**Work instruction:**
Your answer should be the entire listing, printed exactly.

**Extracted records:**

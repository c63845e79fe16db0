use std::{
  fs,
  path::{Path, PathBuf},
};

use log::{debug, warn};
use walkdir::WalkDir;

use crate::error::OutputError;

/// Extensions copied into the site's image directory.
pub const IMAGE_EXTENSIONS: &[&str] = &["gif", "png", "jpg", "jpeg", "webp", "svg"];

fn is_image(path: &Path) -> bool {
  path
    .extension()
    .and_then(|ext| ext.to_str())
    .is_some_and(|ext| {
      IMAGE_EXTENSIONS
        .iter()
        .any(|known| known.eq_ignore_ascii_case(ext))
    })
}

/// Copies the images found directly inside each of `sources` into `dest`.
///
/// Sources are visited in order and files in name order, so when two sources
/// hold the same file name the later source wins. Missing sources are
/// skipped. Returns the number of files copied.
///
/// # Errors
///
/// Returns an error if `dest` cannot be created or a file cannot be copied.
pub fn copy_images(
  sources: &[PathBuf],
  dest: &Path,
) -> Result<usize, OutputError> {
  fs::create_dir_all(dest).map_err(|source| {
    OutputError::CreateDir {
      path: dest.to_path_buf(),
      source,
    }
  })?;

  let mut copied = 0;
  for source_dir in sources {
    if !source_dir.is_dir() {
      continue;
    }

    let walker = WalkDir::new(source_dir)
      .min_depth(1)
      .max_depth(1)
      .sort_by_file_name();
    for entry in walker {
      let entry = match entry {
        Ok(entry) => entry,
        Err(e) => {
          warn!("Skipping unreadable entry in {}: {e}", source_dir.display());
          continue;
        },
      };
      let path = entry.path();
      if !entry.file_type().is_file() || !is_image(path) {
        continue;
      }

      let target = dest.join(entry.file_name());
      fs::copy(path, &target).map_err(|source| {
        OutputError::Copy {
          from: path.to_path_buf(),
          to: target.clone(),
          source,
        }
      })?;
      copied += 1;
    }
  }

  debug!("Copied {copied} image(s) to {}", dest.display());
  Ok(copied)
}

/// Appends custom stylesheets to `base_css`, compiling `.scss` files.
///
/// Paths that do not exist are skipped; configuration validation reports
/// them.
///
/// # Errors
///
/// Returns an error if a stylesheet cannot be read or compiled.
pub fn combine_stylesheets(
  base_css: &str,
  stylesheet_paths: &[PathBuf],
) -> Result<String, OutputError> {
  let mut combined_css = base_css.to_string();

  for (index, stylesheet_path) in stylesheet_paths.iter().enumerate() {
    if !stylesheet_path.exists() {
      continue;
    }
    let content = fs::read_to_string(stylesheet_path).map_err(|source| {
      OutputError::Read {
        path: stylesheet_path.clone(),
        source,
      }
    })?;

    let processed_content =
      if stylesheet_path.extension().is_some_and(|ext| ext == "scss") {
        grass::from_string(content, &grass::Options::default()).map_err(
          |e| {
            OutputError::Stylesheet {
              path:    stylesheet_path.clone(),
              message: e.to_string(),
            }
          },
        )?
      } else {
        content
      };

    combined_css.push_str("\n\n/* Custom Stylesheet ");
    combined_css.push_str(&(index + 1).to_string());
    combined_css.push_str(": ");
    combined_css.push_str(&stylesheet_path.display().to_string());
    combined_css.push_str(" */\n");
    combined_css.push_str(&processed_content);
  }

  Ok(combined_css)
}
use std::{io, path::PathBuf};

use thiserror::Error;

/// Failure to load, override, validate or export configuration.
#[derive(Debug, Error)]
pub enum ConfigError {
  #[error("Failed to read {path}: {source}")]
  Read {
    path:   PathBuf,
    #[source]
    source: io::Error,
  },

  #[error("Failed to write {path}: {source}")]
  Write {
    path:   PathBuf,
    #[source]
    source: io::Error,
  },

  #[error("Failed to parse JSON config {path}: {source}")]
  Json {
    path:   PathBuf,
    #[source]
    source: serde_json::Error,
  },

  #[error("Failed to parse TOML config {path}: {source}")]
  Toml {
    path:   PathBuf,
    #[source]
    source: toml::de::Error,
  },

  #[error("Invalid config {path}: {source}")]
  Invalid {
    path:   PathBuf,
    #[source]
    source: serde_json::Error,
  },

  #[error("Unsupported config file {0}: expected a .toml or .json extension")]
  UnsupportedFormat(PathBuf),

  #[error("Unsupported config format '{0}': expected toml or json")]
  UnsupportedTemplate(String),

  #[error("Invalid config override '{0}'. Expected KEY=VALUE")]
  OverrideSyntax(String),

  #[error("Unknown configuration key '{key}'. Known keys: {known}")]
  UnknownKey { key: String, known: String },

  #[error("Invalid value '{value}' for '{key}': expected {expected}")]
  InvalidValue {
    key:      String,
    value:    String,
    expected: &'static str,
  },

  #[error("A definitions directory must be configured (definitions_dir)")]
  MissingDefinitionsDir,

  #[error("Configured paths are invalid:\n{}", .0.join("\n"))]
  InvalidPaths(Vec<String>),
}

impl ConfigError {
  /// Qualify the key of an override error with the table it was applied to.
  #[must_use]
  pub fn within(self, prefix: &str) -> Self {
    match self {
      Self::UnknownKey { key, known } => {
        Self::UnknownKey {
          key: format!("{prefix}{key}"),
          known,
        }
      },
      Self::InvalidValue {
        key,
        value,
        expected,
      } => {
        Self::InvalidValue {
          key: format!("{prefix}{key}"),
          value,
          expected,
        }
      },
      other => other,
    }
  }
}
/// Configuration for a petaldoc run.
///
/// Holds the source directories, output locations, project text and the
/// lookup tables that tie gallery sections to controls. Usually loaded from a
/// TOML or JSON file, then adjusted with `--config KEY=VALUE` flags.
#[derive(Debug, Clone, Serialize, Deserialize, Configurable)]
#[serde(default)]
pub struct Config {
  /// Directory scanned recursively for control sources.
  #[config(allow_empty)]
  pub definitions_dir: Option<PathBuf>,

  /// Directory holding the `*Examples.axaml` gallery files.
  #[config(allow_empty)]
  pub examples_dir: Option<PathBuf>,

  /// Hand-written markdown and images that take precedence over generated
  /// pages.
  #[config(allow_empty)]
  pub curated_dir: Option<PathBuf>,

  /// Output directory of the markdown tree.
  pub docs_dir: PathBuf,

  /// Old name of `docs_dir`.
  #[config(allow_empty, renamed = "docs_dir")]
  #[serde(skip_serializing_if = "Option::is_none")]
  pub llms_dir: Option<PathBuf>,

  /// Output directory of the HTML site.
  pub output_dir: PathBuf,

  /// Directory with template files overriding the embedded ones.
  #[config(allow_empty)]
  pub template_dir: Option<PathBuf>,

  /// Stylesheets appended to the embedded one.
  pub stylesheet_paths: Vec<PathBuf>,

  pub title: String,

  /// One-line project description used by both indexes.
  pub description: String,

  /// Shown under the title in the sidebar.
  pub subtitle: String,

  pub footer_text: String,

  #[config(allow_empty)]
  pub repository_url: Option<String>,

  /// XML namespace declaration shown in the Quick Start sections.
  pub namespace_declaration: String,

  /// Prefix shared by documented control names.
  pub type_prefix: String,

  /// Append generated properties, enums and usage examples to every page.
  pub extended: bool,

  /// Build the site from the generated tree only.
  pub use_generated: bool,

  /// Curated pages rendered at the site root.
  pub guides: Vec<String>,

  /// Classes listed as helpers rather than controls.
  pub helpers: Vec<String>,

  /// Short-name prefixes marked with a custom badge.
  pub custom_prefixes: Vec<String>,

  /// Gallery file stem to category name, in display order.
  pub categories: Option<IndexMap<String, String>>,

  /// Section id to control name.
  pub sections: Option<IndexMap<String, String>>,

  /// Heuristic thresholds.
  #[config(nested)]
  pub limits: Option<LimitsConfig>,
}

**Task result:**
repository c63845e79fe16db0
use std::{
  fs,
  path::{Path, PathBuf},
};

use log::{debug, warn};
use walkdir::WalkDir;

use crate::error::OutputError;

/// Extensions copied into the site's image directory.
pub const IMAGE_EXTENSIONS: &[&str] = &["gif", "png", "jpg", "jpeg", "webp", "svg"];

fn is_image(path: &Path) -> bool {
  path
    .extension()
    .and_then(|ext| ext.to_str())
    .is_some_and(|ext| {
      IMAGE_EXTENSIONS
        .iter()
        .any(|known| known.eq_ignore_ascii_case(ext))
    })
}

/// Copies the images found directly inside each of `sources` into `dest`.
///
/// Sources are visited in order and files in name order, so when two sources
/// hold the same file name the later source wins. Missing sources are
/// skipped. Returns the number of files copied.
///
/// # Errors
///
/// Returns an error if `dest` cannot be created or a file cannot be copied.
pub fn copy_images(
  sources: &[PathBuf],
  dest: &Path,
) -> Result<usize, OutputError> {
  fs::create_dir_all(dest).map_err(|source| {
    OutputError::CreateDir {
      path: dest.to_path_buf(),
      source,
    }
  })?;

  let mut copied = 0;
  for source_dir in sources {
    if !source_dir.is_dir() {
      continue;
    }

    let walker = WalkDir::new(source_dir)
      .min_depth(1)
      .max_depth(1)
      .sort_by_file_name();
    for entry in walker {
      let entry = match entry {
        Ok(entry) => entry,
        Err(e) => {
          warn!("Skipping unreadable entry in {}: {e}", source_dir.display());
          continue;
        },
      };
      let path = entry.path();
      if !entry.file_type().is_file() || !is_image(path) {
        continue;
      }

      let target = dest.join(entry.file_name());
      fs::copy(path, &target).map_err(|source| {
        OutputError::Copy {
          from: path.to_path_buf(),
          to: target.clone(),
          source,
        }
      })?;
      copied += 1;
    }
  }

  debug!("Copied {copied} image(s) to {}", dest.display());
  Ok(copied)
}

/// Appends custom stylesheets to `base_css`, compiling `.scss` files.
///
/// Paths that do not exist are skipped; configuration validation reports
/// them.
///
/// # Errors
///
/// Returns an error if a stylesheet cannot be read or compiled.
pub fn combine_stylesheets(
  base_css: &str,
  stylesheet_paths: &[PathBuf],
) -> Result<String, OutputError> {
  let mut combined_css = base_css.to_string();

  for (index, stylesheet_path) in stylesheet_paths.iter().enumerate() {
    if !stylesheet_path.exists() {
      continue;
    }
    let content = fs::read_to_string(stylesheet_path).map_err(|source| {
      OutputError::Read {
        path: stylesheet_path.clone(),
        source,
      }
    })?;

    let processed_content =
      if stylesheet_path.extension().is_some_and(|ext| ext == "scss") {
        grass::from_string(content, &grass::Options::default()).map_err(
          |e| {
            OutputError::Stylesheet {
              path:    stylesheet_path.clone(),
              message: e.to_string(),
            }
          },
        )?
      } else {
        content
      };

    combined_css.push_str("\n\n/* Custom Stylesheet ");
    combined_css.push_str(&(index + 1).to_string());
    combined_css.push_str(": ");
    combined_css.push_str(&stylesheet_path.display().to_string());
    combined_css.push_str(" */\n");
    combined_css.push_str(&processed_content);
  }

  Ok(combined_css)
}
use std::{io, path::PathBuf};

use thiserror::Error;

/// Failure to load, override, validate or export configuration.
#[derive(Debug, Error)]
pub enum ConfigError {
  #[error("Failed to read {path}: {source}")]
  Read {
    path:   PathBuf,
    #[source]
    source: io::Error,
  },

  #[error("Failed to write {path}: {source}")]
  Write {
    path:   PathBuf,
    #[source]
    source: io::Error,
  },

  #[error("Failed to parse JSON config {path}: {source}")]
  Json {
    path:   PathBuf,
    #[source]
    source: serde_json::Error,
  },

  #[error("Failed to parse TOML config {path}: {source}")]
  Toml {
    path:   PathBuf,
    #[source]
    source: toml::de::Error,
  },

  #[error("Invalid config {path}: {source}")]
  Invalid {
    path:   PathBuf,
    #[source]
    source: serde_json::Error,
  },

  #[error("Unsupported config file {0}: expected a .toml or .json extension")]
  UnsupportedFormat(PathBuf),

  #[error("Unsupported config format '{0}': expected toml or json")]
  UnsupportedTemplate(String),

  #[error("Invalid config override '{0}'. Expected KEY=VALUE")]
  OverrideSyntax(String),

  #[error("Unknown configuration key '{key}'. Known keys: {known}")]
  UnknownKey { key: String, known: String },

  #[error("Invalid value '{value}' for '{key}': expected {expected}")]
  InvalidValue {
    key:      String,
    value:    String,
    expected: &'static str,
  },

  #[error("A definitions directory must be configured (definitions_dir)")]
  MissingDefinitionsDir,

  #[error("Configured paths are invalid:\n{}", .0.join("\n"))]
  InvalidPaths(Vec<String>),
}

impl ConfigError {
  /// Qualify the key of an override error with the table it was applied to.
  #[must_use]
  pub fn within(self, prefix: &str) -> Self {
    match self {
      Self::UnknownKey { key, known } => {
        Self::UnknownKey {
          key: format!("{prefix}{key}"),
          known,
        }
      },
      Self::InvalidValue {
        key,
        value,
        expected,
      } => {
        Self::InvalidValue {
          key: format!("{prefix}{key}"),
          value,
          expected,
        }
      },
      other => other,
    }
  }
}
/// Configuration for a petaldoc run.
///
/// Holds the source directories, output locations, project text and the
/// lookup tables that tie gallery sections to controls. Usually loaded from a
/// TOML or JSON file, then adjusted with `--config KEY=VALUE` flags.
#[derive(Debug, Clone, Serialize, Deserialize, Configurable)]
#[serde(default)]
pub struct Config {
  /// Directory scanned recursively for control sources.
  #[config(allow_empty)]
  pub definitions_dir: Option<PathBuf>,

  /// Directory holding the `*Examples.axaml` gallery files.
  #[config(allow_empty)]
  pub examples_dir: Option<PathBuf>,

  /// Hand-written markdown and images that take precedence over generated
  /// pages.
  #[config(allow_empty)]
  pub curated_dir: Option<PathBuf>,

  /// Output directory of the markdown tree.
  pub docs_dir: PathBuf,

  /// Old name of `docs_dir`.
  #[config(allow_empty, renamed = "docs_dir")]
  #[serde(skip_serializing_if = "Option::is_none")]
  pub llms_dir: Option<PathBuf>,

  /// Output directory of the HTML site.
  pub output_dir: PathBuf,

  /// Directory with template files overriding the embedded ones.
  #[config(allow_empty)]
  pub template_dir: Option<PathBuf>,

  /// Stylesheets appended to the embedded one.
  pub stylesheet_paths: Vec<PathBuf>,

  pub title: String,

  /// One-line project description used by both indexes.
  pub description: String,

  /// Shown under the title in the sidebar.
  pub subtitle: String,

  pub footer_text: String,

  #[config(allow_empty)]
  pub repository_url: Option<String>,

  /// XML namespace declaration shown in the Quick Start sections.
  pub namespace_declaration: String,

  /// Prefix shared by documented control names.
  pub type_prefix: String,

  /// Append generated properties, enums and usage examples to every page.
  pub extended: bool,

  /// Build the site from the generated tree only.
  pub use_generated: bool,

  /// Curated pages rendered at the site root.
  pub guides: Vec<String>,

  /// Classes listed as helpers rather than controls.
  pub helpers: Vec<String>,

  /// Short-name prefixes marked with a custom badge.
  pub custom_prefixes: Vec<String>,

  /// Gallery file stem to category name, in display order.
  pub categories: Option<IndexMap<String, String>>,

  /// Section id to control name.
  pub sections: Option<IndexMap<String, String>>,

  /// Heuristic thresholds.
  #[config(nested)]
  pub limits: Option<LimitsConfig>,
}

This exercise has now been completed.